Items listed in a dataset
----------
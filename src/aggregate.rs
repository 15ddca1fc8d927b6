//! The aggregated coverage tree.
//!
//! Leaves are inserted under their decomposed URI. Every other position is
//! then filled bottom-up with an aggregate summing its children, each
//! position computed exactly once.

use std::sync::Arc;

use tracing::debug;

use crate::error::{CovtreeError, Result};
use crate::model::{CoverageCounts, FileCoverageRecord};
use crate::node::{AggregateCoverage, CoverageNode, LeafCoverage};
use crate::provider::CoverageProvider;
use crate::tree::{NodeRef, PositionId, PrefixTree};
use crate::uri::ResourceUri;

#[derive(Debug, Default)]
pub struct CoverageTree {
    tree: PrefixTree<Arc<CoverageNode>>,
    leaves: usize,
}

impl CoverageTree {
    /// Insert one leaf per record and aggregate the positions above them.
    /// Each leaf resolves its details through the record's index.
    pub fn build(
        records: Vec<FileCoverageRecord>,
        provider: &Arc<dyn CoverageProvider>,
    ) -> Result<Self> {
        let mut tree = PrefixTree::new();
        let leaves = records.len();
        for record in records {
            record.validate()?;
            let key = record.uri.segments();
            let uri = record.uri.to_string();
            let leaf = LeafCoverage::new(record, Arc::clone(provider));
            if tree
                .insert(key, Arc::new(CoverageNode::Leaf(leaf)))
                .is_some()
            {
                return Err(CovtreeError::DuplicateFile(uri));
            }
        }

        let mut built = Self { tree, leaves };
        let aggregates = built.fill_aggregates()?;
        debug!(leaves, aggregates, "built coverage tree");
        Ok(built)
    }

    /// Post-order pass giving every value-less position an aggregate.
    /// Returns how many aggregates were created.
    fn fill_aggregates(&mut self) -> Result<usize> {
        let mut created = 0;
        for id in self.tree.post_order() {
            if self.tree.value(id).is_some() {
                continue;
            }
            let counts = self.sum_children(id);
            let uri = ResourceUri::from_segments(&self.tree.path(id))?;
            self.tree.set_value(
                id,
                Arc::new(CoverageNode::Aggregate(AggregateCoverage { uri, counts })),
            );
            created += 1;
        }
        Ok(created)
    }

    fn sum_children(&self, id: PositionId) -> CoverageCounts {
        let mut counts = CoverageCounts::default();
        for child in self.tree.children(id) {
            // Post-order guarantees every child already holds a node.
            if let Some(node) = self.tree.value(child) {
                counts.accumulate(node.counts());
            }
        }
        counts
    }

    /// Node stored under exactly this URI.
    pub fn get(&self, uri: &ResourceUri) -> Option<Arc<CoverageNode>> {
        self.tree.get(uri.segments()).cloned()
    }

    /// Every position in pre-order, paired with its path.
    pub fn nodes(&self) -> impl Iterator<Item = NodeRef<'_, Arc<CoverageNode>>> + '_ {
        self.tree.nodes()
    }

    /// Every leaf in pre-order.
    pub fn leaves(&self) -> impl Iterator<Item = &LeafCoverage> + '_ {
        self.tree
            .nodes()
            .filter_map(|n| n.value())
            .filter_map(|node| node.as_leaf())
    }

    /// Direct children of the node at `uri`, or the top-level nodes when
    /// `uri` is `None`.
    pub fn children(&self, uri: Option<&ResourceUri>) -> Vec<Arc<CoverageNode>> {
        let parent = match uri {
            Some(uri) => self.tree.find(uri.segments()),
            None => Some(PositionId::ROOT),
        };
        parent
            .map(|id| {
                self.tree
                    .children(id)
                    .filter_map(|child| self.tree.value(child).cloned())
                    .collect()
            })
            .unwrap_or_default()
    }

    /// Sum over the whole run.
    #[must_use]
    pub fn totals(&self) -> CoverageCounts {
        self.sum_children(PositionId::ROOT)
    }

    #[must_use]
    pub fn file_count(&self) -> usize {
        self.leaves
    }

    #[must_use]
    pub fn is_empty(&self) -> bool {
        self.leaves == 0
    }
}

#[cfg(test)]
mod tests {
    use super::*;
    use crate::model::CoveredCount;
    use crate::provider::ReportProvider;

    fn provider() -> Arc<dyn CoverageProvider> {
        Arc::new(ReportProvider::new(Vec::new()))
    }

    fn record(path: &str, statement: (u64, u64)) -> FileCoverageRecord {
        FileCoverageRecord::new(
            ResourceUri::file(path),
            CoverageCounts {
                statement: CoveredCount::new(statement.0, statement.1),
                branch: None,
                function: None,
            },
        )
    }

    #[test]
    fn test_aggregates_sum_children() {
        let tree = CoverageTree::build(
            vec![record("/a/b/x", (1, 2)), record("/a/b/y", (3, 4))],
            &provider(),
        )
        .unwrap();

        let ab = tree.get(&ResourceUri::file("/a/b")).unwrap();
        assert!(!ab.is_leaf());
        assert_eq!(ab.statement(), CoveredCount::new(4, 6));

        let a = tree.get(&ResourceUri::file("/a")).unwrap();
        assert_eq!(a.counts(), ab.counts());
        assert_eq!(tree.totals().statement, CoveredCount::new(4, 6));
    }

    #[test]
    fn test_leaf_is_never_overwritten() {
        let tree = CoverageTree::build(
            vec![record("/a/b", (1, 1)), record("/a/b/c", (0, 5))],
            &provider(),
        )
        .unwrap();
        let ab = tree.get(&ResourceUri::file("/a/b")).unwrap();
        assert!(ab.is_leaf());
        assert_eq!(ab.statement(), CoveredCount::new(1, 1));
        // The parent sums the leaf, not the leaf's would-be children.
        let a = tree.get(&ResourceUri::file("/a")).unwrap();
        assert_eq!(a.statement(), CoveredCount::new(1, 1));
    }

    #[test]
    fn test_optional_categories_spread_upward() {
        let mut with_branches = record("/src/x.rs", (1, 1));
        with_branches.counts.branch = Some(CoveredCount::new(0, 0));
        let tree = CoverageTree::build(
            vec![with_branches, record("/src/y.rs", (0, 1)), record("/lib/z.rs", (1, 1))],
            &provider(),
        )
        .unwrap();

        let src = tree.get(&ResourceUri::file("/src")).unwrap();
        assert_eq!(src.branch(), Some(CoveredCount::new(0, 0)));
        assert_eq!(src.function(), None);

        let lib = tree.get(&ResourceUri::file("/lib")).unwrap();
        assert_eq!(lib.branch(), None);
    }

    #[test]
    fn test_every_position_has_a_node() {
        let tree = CoverageTree::build(
            vec![record("/a/b/x", (1, 2)), record("/c", (0, 1))],
            &provider(),
        )
        .unwrap();
        assert!(tree.nodes().all(|n| n.value().is_some()));
        assert_eq!(tree.leaves().count(), 2);
        assert_eq!(tree.file_count(), 2);

        let scheme = tree.get(&ResourceUri::new("file", "", "")).unwrap();
        assert_eq!(scheme.statement(), CoveredCount::new(1, 3));
    }

    #[test]
    fn test_duplicate_leaf_rejected() {
        let err = CoverageTree::build(
            vec![record("/a.rs", (1, 1)), record("/a.rs", (0, 1))],
            &provider(),
        )
        .unwrap_err();
        assert!(matches!(err, CovtreeError::DuplicateFile(_)));
    }

    #[test]
    fn test_children_listing() {
        let tree = CoverageTree::build(
            vec![record("/a/x", (1, 1)), record("/a/y", (0, 1))],
            &provider(),
        )
        .unwrap();
        let kids = tree.children(Some(&ResourceUri::file("/a")));
        let labels: Vec<&str> = kids.iter().map(|n| n.uri().label()).collect();
        assert_eq!(labels, vec!["x", "y"]);
        assert_eq!(tree.children(None).len(), 1);
        assert!(tree.children(Some(&ResourceUri::file("/missing"))).is_empty());
    }

    #[test]
    fn test_each_position_aggregated_once() {
        let provider = provider();
        let mut tree = PrefixTree::new();
        for record in [
            record("/a/b/x", (1, 2)),
            record("/a/b/y", (3, 4)),
            record("/a/c", (0, 1)),
            record("/d", (1, 1)),
        ] {
            let key = record.uri.segments();
            let leaf = LeafCoverage::new(record, Arc::clone(&provider));
            tree.insert(key, Arc::new(CoverageNode::Leaf(leaf)));
        }
        let mut built = CoverageTree { tree, leaves: 4 };
        let empty = built.tree.nodes().filter(|n| n.value().is_none()).count();
        // file, file/"", file/""/"", a, a/b
        assert_eq!(empty, 5);

        assert_eq!(built.fill_aggregates().unwrap(), empty);
        assert!(built.tree.nodes().all(|n| n.value().is_some()));
        assert_eq!(built.fill_aggregates().unwrap(), 0);

        let a = built.get(&ResourceUri::file("/a")).unwrap();
        assert_eq!(a.statement(), CoveredCount::new(4, 7));
    }
}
----------
— WHAT TO DO —
Whenever a line in the records contains the word "PositionId", copy that line.

— SOLUTION —
use crate::tree::{NodeRef, PositionId, PrefixTree};
    fn sum_children(&self, id: PositionId) -> CoverageCounts {
            None => Some(PositionId::ROOT),
        self.sum_children(PositionId::ROOT)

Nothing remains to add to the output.